I'm afraid I left out background info here. Cox and many commercial video
service providers (think Cable, Satellite, and traditional Broadcasters of
television services) are using the Web Platform to deliver television
content using Web technologies. Some of these companies, such as Cox,
Comcast, BBC and others, are members of the W3C, and are participating in
WG processes to ensure that their needs and concerns are adequately
represented.

In creating a television user interface using the Open Web Platform, these
companies are often not exempted from requirements they encounter when
using other mediums for transmission. In the U.S. at least, Emergency Alert
Services are part of such requirements.

In analyzing the security aspects of the Web Platform, CSP has been
identified as a useful and important technology for mitigating unintended
failure of such services, however, the ability for a compromised
third-party add-on/extension to inject script has been identified as a
potential security threat.

Upon closely reading CSP, it was determined that CSP not only didn't
address this, but appears to encourage UAs to expose what we consider to be
a relevant attack surface.

So, to specifically answer your question, if a compromised third-party
add-on injects script (as recommended by CSP) and that script somehow
prevents or alters a web page's function to prevent or change the
presentation of an Emergency Alert Message, then there can be serious
consequences for the user as well as the television service provider using
the Web Platform to deliver these services.


>
> > It seems reasonable on our reading of CSP that it do a better job of
> > reducing exposure to attacks from compromised add-on script injection,
>
> I'd worry far more about malicious addons than compromised ones.
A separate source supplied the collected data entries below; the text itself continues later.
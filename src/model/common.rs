use serde::{Deserialize, Serialize};

/// Dynamic attribute value. Symbols from the declaring side are plain strings here.
pub type Value = serde_json::Value;

/// Ordered name -> value mapping used for snapshots and bulk assignment.
pub type ValueMap = serde_json::Map<String, Value>;

/// Index of a class record in the registry arena
#[derive(Debug, Clone, Copy, PartialEq, Eq, Hash, PartialOrd, Ord, Serialize, Deserialize)]
pub struct ClassId(pub usize);

impl ClassId {
    pub fn index(self) -> usize {
        self.0
    }
}

/// Blank values are null, false, whitespace-only strings and empty collections.
pub fn is_blank(value: &Value) -> bool {
    match value {
        Value::Null => true,
        Value::Bool(b) => !b,
        Value::String(s) => s.trim().is_empty(),
        Value::Array(items) => items.is_empty(),
        Value::Object(map) => map.is_empty(),
        Value::Number(_) => false,
    }
}

pub fn is_present(value: &Value) -> bool {
    !is_blank(value)
}

/// Anything but null and false.
pub fn is_truthy(value: &Value) -> bool {
    !matches!(value, Value::Null | Value::Bool(false))
}

/// Blank input collapses to null.
pub fn presence(value: Value) -> Value {
    if is_blank(&value) {
        Value::Null
    } else {
        value
    }
}

/// Lenient numeric coercion: numbers as-is, strings by their leading numeric
/// prefix, everything else 0.0.
pub fn to_f(value: &Value) -> f64 {
    match value {
        Value::Number(n) => n.as_f64().unwrap_or(0.0),
        Value::String(s) => parse_float_prefix(s),
        _ => 0.0,
    }
}

/// Builds a JSON number, null for non-finite input.
pub fn number(value: f64) -> Value {
    serde_json::Number::from_f64(value)
        .map(Value::Number)
        .unwrap_or(Value::Null)
}

/// Strict numeric check used by numericality validation: numbers, and
/// strings that are a complete decimal literal (`"1_000"`, `" -2.5e3 "`,
/// `".5"`; not `"5."`, `"0x1A"` or `"inf"`).
pub fn is_numeric(value: &Value) -> bool {
    match value {
        Value::Number(_) => true,
        Value::String(s) => is_decimal_literal(s.trim()),
        _ => false,
    }
}

fn is_decimal_literal(s: &str) -> bool {
    let bytes = s.as_bytes();
    let sign = usize::from(matches!(bytes.first(), Some(b'+' | b'-')));

    let integer = digit_run(bytes, sign);
    let mut end = integer.unwrap_or(sign);
    if bytes.get(end) == Some(&b'.') {
        match digit_run(bytes, end + 1) {
            Some(fraction) => end = fraction,
            None => return false,
        }
    } else if integer.is_none() {
        return false;
    }

    if matches!(bytes.get(end), Some(b'e' | b'E')) {
        let exponent = end + 1 + usize::from(matches!(bytes.get(end + 1), Some(b'+' | b'-')));
        match digit_run(bytes, exponent) {
            Some(exponent_end) => end = exponent_end,
            None => return false,
        }
    }
    end == bytes.len()
}

fn parse_float_prefix(s: &str) -> f64 {
    let s = s.trim_start();
    let bytes = s.as_bytes();
    let sign = usize::from(matches!(bytes.first(), Some(b'+' | b'-')));

    let mut end = digit_run(bytes, sign).unwrap_or(sign);
    if bytes.get(end) == Some(&b'.') {
        if let Some(fraction) = digit_run(bytes, end + 1) {
            end = fraction;
        }
    }
    if end == sign {
        return 0.0;
    }

    if matches!(bytes.get(end), Some(b'e' | b'E')) {
        let exponent = end + 1 + usize::from(matches!(bytes.get(end + 1), Some(b'+' | b'-')));
        if let Some(exponent_end) = digit_run(bytes, exponent) {
            end = exponent_end;
        }
    }

    s[..end].replace('_', "").parse().unwrap_or(0.0)
}

/// End of a digit run starting at `start`; single underscores may separate
/// digits (`1_000`). `None` when no digit starts there.
fn digit_run(bytes: &[u8], start: usize) -> Option<usize> {
    let mut end = start;
    while end < bytes.len() {
        let separator = bytes[end] == b'_'
            && end > start
            && bytes[end - 1].is_ascii_digit()
            && bytes.get(end + 1).is_some_and(u8::is_ascii_digit);
        if !(bytes[end].is_ascii_digit() || separator) {
            break;
        }
        end += 1;
    }
    (end > start).then_some(end)
}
The
> former is a reality, but CSP isn't going to help that problem.
>

Well, if CSP enabled authors to declare that addons should not inject
script and the end user doesn't override that declaration, then we believe
CSP could help.


>
> > Again, I'm attempting to find a better balance than that suggested by
> > current CSP specification text, which states "a CSP policy /should
> > not/ interfere with the operation of user-supplied scripts such as
> > third-party user-agent add-ons". I believe this is too open-ended and
> > that reasonable technical options exist to better protect both end user
> > and content author.
>
> My eventual plan for Firefox is to let an add-on specify a CSP
> whitelist. This lets the add-ons do what the user presumably want them
> to do but by default means add-ons will respect CSP. The explicit steps
> to override CSP can then be reviewed and won't accidentally introduce
> issues. Although perhaps not as wide open as the spec implies I think
> that fits with the spirit of the spec ("should not", not "must not").
>
> -Dan Veditz
>
>